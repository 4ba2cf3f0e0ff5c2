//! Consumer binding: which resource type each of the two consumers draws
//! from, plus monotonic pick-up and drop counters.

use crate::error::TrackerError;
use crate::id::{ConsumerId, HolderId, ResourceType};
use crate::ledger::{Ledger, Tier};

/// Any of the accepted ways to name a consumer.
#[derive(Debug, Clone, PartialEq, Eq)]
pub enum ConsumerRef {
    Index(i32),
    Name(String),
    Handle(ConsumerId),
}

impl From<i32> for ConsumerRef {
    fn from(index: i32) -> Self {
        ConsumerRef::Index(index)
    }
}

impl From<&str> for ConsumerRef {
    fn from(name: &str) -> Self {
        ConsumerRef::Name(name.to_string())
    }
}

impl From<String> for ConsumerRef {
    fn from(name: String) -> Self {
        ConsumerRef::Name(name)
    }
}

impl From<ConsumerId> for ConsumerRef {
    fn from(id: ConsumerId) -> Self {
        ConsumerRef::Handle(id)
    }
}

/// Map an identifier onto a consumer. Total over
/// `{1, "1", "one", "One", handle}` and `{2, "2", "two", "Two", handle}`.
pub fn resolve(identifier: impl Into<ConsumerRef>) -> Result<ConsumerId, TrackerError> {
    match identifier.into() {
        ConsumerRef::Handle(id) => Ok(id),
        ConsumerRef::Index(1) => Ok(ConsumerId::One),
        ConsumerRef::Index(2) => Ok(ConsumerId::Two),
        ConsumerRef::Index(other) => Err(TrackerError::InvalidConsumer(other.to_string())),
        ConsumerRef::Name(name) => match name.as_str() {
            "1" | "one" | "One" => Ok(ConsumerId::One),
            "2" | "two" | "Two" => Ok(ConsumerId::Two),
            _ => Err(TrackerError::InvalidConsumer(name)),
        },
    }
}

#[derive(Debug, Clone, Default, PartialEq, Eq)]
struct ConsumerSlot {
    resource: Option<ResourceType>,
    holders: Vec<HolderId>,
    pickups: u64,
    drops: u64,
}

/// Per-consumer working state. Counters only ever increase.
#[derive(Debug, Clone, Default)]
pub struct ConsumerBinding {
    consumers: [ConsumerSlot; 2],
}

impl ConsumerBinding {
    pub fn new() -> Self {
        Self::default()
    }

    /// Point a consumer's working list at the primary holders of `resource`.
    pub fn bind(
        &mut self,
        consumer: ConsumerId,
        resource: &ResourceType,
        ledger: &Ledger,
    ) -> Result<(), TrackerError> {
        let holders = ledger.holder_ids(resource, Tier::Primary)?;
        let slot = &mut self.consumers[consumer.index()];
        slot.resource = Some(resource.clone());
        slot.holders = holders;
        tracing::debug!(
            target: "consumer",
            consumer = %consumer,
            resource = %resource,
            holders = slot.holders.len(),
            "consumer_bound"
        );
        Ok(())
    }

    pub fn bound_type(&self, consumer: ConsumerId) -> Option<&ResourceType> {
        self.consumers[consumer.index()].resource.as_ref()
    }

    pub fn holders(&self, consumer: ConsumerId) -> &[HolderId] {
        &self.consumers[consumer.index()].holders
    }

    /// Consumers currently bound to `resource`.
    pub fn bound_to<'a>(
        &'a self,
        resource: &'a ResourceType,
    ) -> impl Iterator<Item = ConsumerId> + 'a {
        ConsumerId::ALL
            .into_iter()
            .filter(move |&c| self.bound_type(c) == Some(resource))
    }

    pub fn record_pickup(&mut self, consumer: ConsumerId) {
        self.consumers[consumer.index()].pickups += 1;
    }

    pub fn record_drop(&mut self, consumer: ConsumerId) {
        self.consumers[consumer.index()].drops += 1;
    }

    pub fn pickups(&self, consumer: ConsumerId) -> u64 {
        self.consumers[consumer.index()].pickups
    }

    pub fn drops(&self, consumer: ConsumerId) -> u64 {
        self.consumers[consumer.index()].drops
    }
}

---

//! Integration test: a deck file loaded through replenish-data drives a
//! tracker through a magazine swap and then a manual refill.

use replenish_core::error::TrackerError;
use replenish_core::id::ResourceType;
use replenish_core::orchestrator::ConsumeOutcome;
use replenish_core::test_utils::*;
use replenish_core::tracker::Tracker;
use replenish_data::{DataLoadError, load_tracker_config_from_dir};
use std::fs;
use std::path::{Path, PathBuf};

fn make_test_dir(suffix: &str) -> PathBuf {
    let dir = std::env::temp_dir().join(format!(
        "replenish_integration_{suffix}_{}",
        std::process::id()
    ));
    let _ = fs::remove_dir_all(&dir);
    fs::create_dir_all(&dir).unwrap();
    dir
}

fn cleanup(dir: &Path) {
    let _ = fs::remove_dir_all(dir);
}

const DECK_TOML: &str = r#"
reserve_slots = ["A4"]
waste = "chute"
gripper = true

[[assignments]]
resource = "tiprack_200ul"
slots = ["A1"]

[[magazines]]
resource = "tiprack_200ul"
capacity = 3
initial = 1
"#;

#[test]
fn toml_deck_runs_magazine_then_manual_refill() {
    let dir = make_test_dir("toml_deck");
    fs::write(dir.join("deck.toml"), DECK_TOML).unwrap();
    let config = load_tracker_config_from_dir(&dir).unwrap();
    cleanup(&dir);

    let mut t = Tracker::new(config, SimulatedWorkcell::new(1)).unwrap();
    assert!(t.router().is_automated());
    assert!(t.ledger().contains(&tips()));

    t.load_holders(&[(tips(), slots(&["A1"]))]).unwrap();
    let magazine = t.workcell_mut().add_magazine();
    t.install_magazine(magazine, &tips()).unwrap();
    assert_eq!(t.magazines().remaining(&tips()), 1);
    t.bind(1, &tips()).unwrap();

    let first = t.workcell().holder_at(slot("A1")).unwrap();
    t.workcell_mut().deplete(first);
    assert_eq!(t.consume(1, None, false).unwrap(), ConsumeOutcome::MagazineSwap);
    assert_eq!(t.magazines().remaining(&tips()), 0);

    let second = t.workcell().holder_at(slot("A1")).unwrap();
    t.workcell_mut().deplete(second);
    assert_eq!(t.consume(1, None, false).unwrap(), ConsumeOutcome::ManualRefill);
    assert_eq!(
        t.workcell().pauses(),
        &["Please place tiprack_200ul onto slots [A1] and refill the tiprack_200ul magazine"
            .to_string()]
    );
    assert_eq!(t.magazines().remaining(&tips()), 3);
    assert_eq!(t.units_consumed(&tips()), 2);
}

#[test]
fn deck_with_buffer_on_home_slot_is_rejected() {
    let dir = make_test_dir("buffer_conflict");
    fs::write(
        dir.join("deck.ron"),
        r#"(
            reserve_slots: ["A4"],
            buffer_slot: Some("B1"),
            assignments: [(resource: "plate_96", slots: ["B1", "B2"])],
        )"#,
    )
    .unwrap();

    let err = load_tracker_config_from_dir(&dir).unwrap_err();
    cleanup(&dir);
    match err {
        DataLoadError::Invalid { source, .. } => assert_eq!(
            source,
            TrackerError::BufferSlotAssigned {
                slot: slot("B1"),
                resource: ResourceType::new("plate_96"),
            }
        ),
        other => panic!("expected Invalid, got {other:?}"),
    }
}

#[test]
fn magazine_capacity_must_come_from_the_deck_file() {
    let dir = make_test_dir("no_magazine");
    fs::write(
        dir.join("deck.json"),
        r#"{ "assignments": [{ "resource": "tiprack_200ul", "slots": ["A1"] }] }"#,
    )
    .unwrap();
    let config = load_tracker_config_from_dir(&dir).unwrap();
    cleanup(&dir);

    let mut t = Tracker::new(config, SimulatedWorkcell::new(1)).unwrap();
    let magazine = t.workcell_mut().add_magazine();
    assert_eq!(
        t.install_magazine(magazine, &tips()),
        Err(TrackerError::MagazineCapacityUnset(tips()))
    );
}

Directions >>
Copy out each line of the material in which the word "false" turns up.

Exercise response >>
    assert_eq!(t.consume(1, None, false).unwrap(), ConsumeOutcome::MagazineSwap);
    assert_eq!(t.consume(1, None, false).unwrap(), ConsumeOutcome::ManualRefill);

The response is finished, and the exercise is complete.